LLM with a RAG system for financial data

GraphRAG – a joint research initiative

Our LAB team is always delighted to collaborate with clients’ AI Digital and Innovation team on research projects and publications.

🙌 This research publication was the result of a joint initiative with BNP Paribas, Neo4j and Lingua Custodia

👩‍🔬 The research project titled ‘GraphRAG: Leveraging Graph-Based Efficiency to Minimize Hallucinations in LLM-Driven RAG for Finance Data’ has been accepted for publication for the GenAIK 2025 workshop at Abu Dhabi in January 2025

ℹ️ The research explores different ways to introduce structured knowledge from Knowledge Graphs (KG) in a RAG pipeline.

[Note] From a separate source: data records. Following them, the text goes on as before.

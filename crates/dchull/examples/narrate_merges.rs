//! Print every tangent merge of a small random point set.
//!
//! Usage:
//!   cargo run -p dchull --example narrate_merges -- 24

use dchull::hull::MergeStep;
use dchull::prelude::*;

fn main() {
    let n = std::env::args()
        .nth(1)
        .and_then(|s| s.parse::<usize>().ok())
        .unwrap_or(16);
    let pts = draw_points(PointCloud::UniformDisk { radius: 1.0 }, n, ReplayToken::new(2025));
    let mut narrate = |step: &MergeStep<'_>| {
        let up = step.upper_segment();
        let lo = step.lower_segment();
        println!(
            "depth {:>2}: {:>3} + {:>3} -> {:>3}  upper ({:+.3},{:+.3})-({:+.3},{:+.3})  lower ({:+.3},{:+.3})-({:+.3},{:+.3})",
            step.depth,
            step.left.len(),
            step.right.len(),
            step.merged.len(),
            up.from.x,
            up.from.y,
            up.to.x,
            up.to.y,
            lo.from.x,
            lo.from.y,
            lo.to.x,
            lo.to.y,
        );
    };
    match compute_hull_with(&pts, &HullCfg::default(), Some(&mut narrate)) {
        Ok(hull) => println!("hull: {} vertices, area {:.4}", hull.len(), hull.area()),
        Err(e) => eprintln!("error: {e}"),
    }
}
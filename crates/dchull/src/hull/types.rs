//! Hull value types and the builder configuration.
//!
//! - `HullCfg`: tolerance and (optional) parallel split threshold.
//! - `Hull`: strictly convex vertex cycle, CCW, lexicographic minimum first.
//! - `Tangent`, `Bridges`: index pairs produced by one merge.
//! - `Edge`: one boundary segment as reported to callers.

use crate::geom2::{lex_cmp, orient, Point2};

use super::error::HullError;
use super::report::hull_edges;

/// Hull builder configuration.
#[derive(Clone, Copy, Debug)]
pub struct HullCfg {
    /// Orientation tolerance: a neighbour is adopted during tangent search
    /// only when its turn exceeds `eps_orient`, and merged vertices whose
    /// turn is at most `eps_orient` are dropped.
    pub eps_orient: f64,
    /// With the `parallel` feature, sub-problems of at least this many points
    /// solve their halves concurrently. Ignored when an observer is attached.
    pub parallel_cutoff: Option<usize>,
}

impl Default for HullCfg {
    fn default() -> Self {
        Self {
            eps_orient: 0.0,
            parallel_cutoff: None,
        }
    }
}

impl HullCfg {
    pub fn validate(&self) -> Result<(), HullError> {
        if !self.eps_orient.is_finite() {
            return Err(HullError::config("eps_orient must be finite"));
        }
        if self.eps_orient < 0.0 {
            return Err(HullError::config("eps_orient must be >= 0"));
        }
        if self.parallel_cutoff == Some(0) {
            return Err(HullError::config("parallel_cutoff must be > 0"));
        }
        Ok(())
    }
}

/// A tangent pair: `left` indexes the left hull, `right` the right hull.
#[derive(Clone, Copy, Debug, PartialEq, Eq)]
pub struct Tangent {
    pub left: usize,
    pub right: usize,
}

/// Upper and lower tangent of one merge.
#[derive(Clone, Copy, Debug, PartialEq, Eq)]
pub struct Bridges {
    pub upper: Tangent,
    pub lower: Tangent,
}

/// Directed boundary segment.
#[derive(Clone, Copy, Debug, PartialEq)]
pub struct Edge {
    pub from: Point2,
    pub to: Point2,
}

impl Edge {
    #[inline]
    pub fn new(from: Point2, to: Point2) -> Self {
        Self { from, to }
    }

    #[inline]
    pub fn length(&self) -> f64 {
        (self.to - self.from).norm()
    }

    /// Zero-length self-edge (reported for single-point hulls).
    #[inline]
    pub fn is_degenerate(&self) -> bool {
        self.from == self.to
    }
}

/// Convex hull of a finite point set.
///
/// Invariants:
/// - Vertices are distinct and listed counter-clockwise (y-up frame).
/// - With 3 or more vertices every turn is strictly left (no collinear vertex).
/// - The lexicographically smallest vertex comes first.
/// - 1 vertex: a point; 2 vertices: a segment.
#[derive(Clone, Debug, PartialEq)]
pub struct Hull {
    vertices: Vec<Point2>,
}

impl Hull {
    /// Wrap a CCW cycle, rotating it so that the lexicographic minimum leads.
    pub(crate) fn from_ccw(mut vertices: Vec<Point2>) -> Self {
        let start = vertices
            .iter()
            .enumerate()
            .min_by(|(_, a), (_, b)| lex_cmp(a, b))
            .map(|(k, _)| k)
            .unwrap_or(0);
        vertices.rotate_left(start);
        Self { vertices }
    }

    #[inline]
    pub fn vertices(&self) -> &[Point2] {
        &self.vertices
    }

    #[inline]
    pub fn into_vertices(self) -> Vec<Point2> {
        self.vertices
    }

    #[inline]
    pub fn len(&self) -> usize {
        self.vertices.len()
    }

    #[inline]
    pub fn is_empty(&self) -> bool {
        self.vertices.is_empty()
    }

    /// Boundary edges including the closing edge; see [`hull_edges`].
    pub fn edges(&self) -> Vec<Edge> {
        hull_edges(&self.vertices)
    }

    /// Enclosed area (shoelace); zero for points and segments.
    pub fn area(&self) -> f64 {
        let n = self.vertices.len();
        if n < 3 {
            return 0.0;
        }
        let p0 = self.vertices[0];
        let twice: f64 = (1..n - 1)
            .map(|k| orient(p0, self.vertices[k], self.vertices[k + 1]))
            .sum();
        0.5 * twice
    }

    /// Boundary length. A segment counts both directions.
    pub fn perimeter(&self) -> f64 {
        if self.vertices.len() < 2 {
            return 0.0;
        }
        self.edges().iter().map(Edge::length).sum()
    }

    /// Closed containment with distance tolerance `eps`.
    pub fn contains(&self, p: Point2, eps: f64) -> bool {
        match self.vertices.len() {
            0 => false,
            1 => (p - self.vertices[0]).norm() <= eps,
            2 => on_segment(self.vertices[0], self.vertices[1], p, eps),
            n => (0..n).all(|k| {
                let a = self.vertices[k];
                let b = self.vertices[(k + 1) % n];
                orient(a, b, p) >= -eps * (b - a).norm()
            }),
        }
    }

    /// Every consecutive triple turns strictly counter-clockwise.
    pub fn is_strictly_convex(&self) -> bool {
        let n = self.vertices.len();
        if n < 3 {
            return true;
        }
        (0..n).all(|k| {
            orient(
                self.vertices[k],
                self.vertices[(k + 1) % n],
                self.vertices[(k + 2) % n],
            ) > 0.0
        })
    }

    /// Same cycle up to the choice of start vertex.
    pub fn same_cycle(&self, other: &Hull) -> bool {
        same_cycle(&self.vertices, &other.vertices)
    }
}

pub(crate) fn same_cycle(a: &[Point2], b: &[Point2]) -> bool {
    if a.len() != b.len() {
        return false;
    }
    if a.is_empty() {
        return true;
    }
    let n = a.len();
    (0..n).any(|shift| (0..n).all(|k| a[k] == b[(k + shift) % n]))
}

fn on_segment(a: Point2, b: Point2, p: Point2, eps: f64) -> bool {
    let ab = b - a;
    let len = ab.norm();
    if len == 0.0 {
        return (p - a).norm() <= eps;
    }
    let along = (p - a).dot(&ab);
    orient(a, b, p).abs() <= eps * len
        && along >= -eps * len
        && along <= ab.norm_squared() + eps * len
}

💁 While it is not straightforward to convert graph-based knowledge to text leverageable by an LLM, we show that, if done correctly, it can help to reduce hallucinations and the cost of inference by drastically reducing tokens consumption. 💪

Well done to all the authors! This is a fantastic achievement 🤩

Buy vs Build Software – ‘To be or not to be that is the question’!

The Buy v Build software dilemma for AI is a very pressing challenge for our financial clients. Skills and software are needed to build an inhouse solution, whereas purchasing the solution can be faster, though it might be more difficult to customise the solution to fully meet business requirements and there might be concerns about data security and privacy.

We asked our Our Head of Sales Frédéric Moioli, his thoughts on the Buy vs Build Software debate.

1) Lingua Custodia’s solutions are a ‘buy’ option, so how can we ensure our solutions match our clients’ needs?

Lingua Custodia’s solutions are uniquely positioned to match client needs due to several key factors:

Expertise and Innovation

Lingua Custodia leverages extensive expertise in Natural Language Processing (NLP) and AI ensuring solutions meet specific client challenges. Our dedicated Research & Development department, The LAB, drives innovation by developing new applications and keeping our products at the forefront of technology.

End-to-End Control

We maintain control over the entire value chain, from creating custom Large Language Models (LLMs) to rigorous data management and training. Our secure Retrieval-Augmented Generation (RAG) tool addresses crucial data security concerns.

Verto Platform : the one stop shop platform

Our advanced platform, Verto, serves over 10,000 users, integrating AI-powered tools for translation, transcription, data extraction, and efficient document analysis. By combining expertise, continuous innovation, comprehensive control of AI development, and a powerful platform, Lingua Custodia effectively aligns its solutions with the evolving needs of financial sector clients

2) How does Lingua Custodia help its clients considering a ‘build’ option?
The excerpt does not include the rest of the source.